Stefano Rodot, La Repubblica, 09/01/1997, 9 gennaio 1997
Mi preoccupa una inflazione referendaria che rende sempre più difficile per i cittadini l’informazione necessaria per una ragionata risposta a ciascun referendum, per quella discussione corale che fece maturare la coscienza civile ai tempi del voto sul divorzio e sull’aborto
Mi preoccupa una inflazione referendaria che rende sempre più difficile per i cittadini l’informazione necessaria per una ragionata risposta a ciascun referendum, per quella discussione corale che fece maturare la coscienza civile ai tempi del voto sul divorzio e sull’aborto. E non basta replicare ricordando l’intensità di certe stagioni referendarie in Svizzera o negli stati americani: lì a parte ogni altra considerazione, ci si comincia a interrogare proprio sul ruolo dei referendum nella società dell’informazione, con il rischio che cresca una democrazia delle emozioni e non della riflessione.
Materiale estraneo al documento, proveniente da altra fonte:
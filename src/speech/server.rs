//! HTTP face of the transcription daemon. Serves from the moment the
//! process starts, so clients can watch `/status` while the engine loads
//! in a background thread.

use std::io::Read;
use std::net::SocketAddr;
use std::sync::atomic::{AtomicBool, Ordering};
use std::sync::Arc;
use std::thread;
use std::time::Duration;

use serde_json::json;
use tiny_http::{Header, Method, Request, Response, Server, StatusCode};

use crate::speech::engine::SpeechEngine;
use crate::speech::progress::ProgressCell;
use crate::speech::SAMPLE_RATE;

/// Largest accepted request body: ten minutes of f32 samples.
const MAX_BODY_BYTES: usize = 10 * 60 * SAMPLE_RATE as usize * 4;

pub struct ServerWorker {
    local_addr: SocketAddr,
    shutdown: Arc<AtomicBool>,
    handle: thread::JoinHandle<()>,
}

impl ServerWorker {
    /// Bind `addr` and serve requests on a background thread.
    pub fn spawn(
        addr: &str,
        engine: Arc<dyn SpeechEngine>,
        progress: Arc<ProgressCell>,
    ) -> Result<Self, String> {
        let server = Server::http(addr).map_err(|e| format!("failed to bind {}: {}", addr, e))?;
        let local_addr = server
            .server_addr()
            .to_ip()
            .ok_or_else(|| "server has no IP address".to_string())?;
        eprintln!("[ASR] Listening on http://{}", local_addr);

        let shutdown = Arc::new(AtomicBool::new(false));
        let shutdown_clone = shutdown.clone();
        let handle = thread::spawn(move || {
            run_server(server, engine, progress, shutdown_clone);
        });

        Ok(Self {
            local_addr,
            shutdown,
            handle,
        })
    }

    pub fn local_addr(&self) -> SocketAddr {
        self.local_addr
    }

    pub fn stop(self) {
        self.shutdown.store(true, Ordering::Relaxed);
        if self.handle.join().is_err() {
            eprintln!("[ASR] Failed to join server thread");
        }
    }

    /// Block until the server thread exits on its own.
    pub fn wait(self) {
        if self.handle.join().is_err() {
            eprintln!("[ASR] Server thread panicked");
        }
    }
}

fn run_server(
    server: Server,
    engine: Arc<dyn SpeechEngine>,
    progress: Arc<ProgressCell>,
    shutdown: Arc<AtomicBool>,
) {
    while !shutdown.load(Ordering::Relaxed) {
        match server.recv_timeout(Duration::from_millis(250)) {
            Ok(Some(request)) => handle_request(request, &engine, &progress),
            Ok(None) => continue,
            Err(err) => {
                eprintln!("[ASR] Receive error: {}", err);
                thread::sleep(Duration::from_millis(100));
            }
        }
    }
}

fn handle_request(request: Request, engine: &Arc<dyn SpeechEngine>, progress: &ProgressCell) {
    let method = request.method().clone();
    let url = request.url().to_string();

    match (method, url.as_str()) {
        (Method::Get, "/status") => {
            let body = serde_json::to_string(&progress.get()).unwrap_or_else(|_| {
                "{\"percentage\":-1,\"message\":\"status unavailable\"}".to_string()
            });
            respond(request, StatusCode(200), &body);
        }
        (Method::Post, "/transcribe") => handle_transcribe(request, engine, progress),
        _ => respond_error(request, StatusCode(404), "not found"),
    }
}

fn handle_transcribe(
    mut request: Request,
    engine: &Arc<dyn SpeechEngine>,
    progress: &ProgressCell,
) {
    let state = progress.get();
    if state.is_failed() {
        respond_error(request, StatusCode(500), &state.message);
        return;
    }
    if !state.is_ready() {
        respond_error(request, StatusCode(503), "engine is still loading");
        return;
    }

    let mut body = Vec::new();
    if let Err(err) = request
        .as_reader()
        .take(MAX_BODY_BYTES as u64 + 1)
        .read_to_end(&mut body)
    {
        respond_error(
            request,
            StatusCode(400),
            &format!("failed to read body: {}", err),
        );
        return;
    }

    if body.is_empty() {
        respond_error(request, StatusCode(400), "empty audio payload");
        return;
    }
    if body.len() > MAX_BODY_BYTES {
        respond_error(request, StatusCode(400), "audio payload too large");
        return;
    }
    if body.len() % 4 != 0 {
        respond_error(
            request,
            StatusCode(400),
            "audio payload length must be a multiple of 4",
        );
        return;
    }

    let samples = decode_samples(&body);
    match engine.transcribe(&samples) {
        Ok(text) => {
            let body = json!({ "transcription": text }).to_string();
            respond(request, StatusCode(200), &body);
        }
        Err(err) => respond_error(request, StatusCode(500), &err.to_string()),
    }
}

fn decode_samples(bytes: &[u8]) -> Vec<f32> {
    bytes
        .chunks_exact(4)
        .map(|chunk| f32::from_le_bytes([chunk[0], chunk[1], chunk[2], chunk[3]]))
        .collect()
}

fn respond(request: Request, status: StatusCode, body: &str) {
    let mut response = Response::from_string(body.to_string()).with_status_code(status);
    if let Ok(header) = Header::from_bytes("Content-Type", "application/json") {
        response.add_header(header);
    }
    if let Err(err) = request.respond(response) {
        eprintln!("[ASR] Failed to send response: {}", err);
    }
}

fn respond_error(request: Request, status: StatusCode, message: &str) {
    let body = json!({ "error": message }).to_string();
    respond(request, status, &body);
}
pub mod config;
pub mod conversation;
pub mod conversation_store;
pub mod coordinator;
pub mod models;
pub mod protocol;
pub mod segments;
pub mod speech;
pub mod stream;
Inoltre, il ricorso esasperato ai referendum mi ricorda una tattica radicale del passato, l’ostruzionismo parlamentare spinto all’estremo, che porté ad una riduzione dei poteri dei parlamentari. Non vorrei che 1’inflazione referendaria offrisse oggi 1’occasione per una riduzione secca del potere dei cittadini, mentre serve una più meditata riflessione sul referendum nel suo complesso, proprio per salvaguardarne l’essenziale funzione democratica. Intanto, non resta che servirsi del diritto che abbiamo. E augurarsi che venga ben applicato.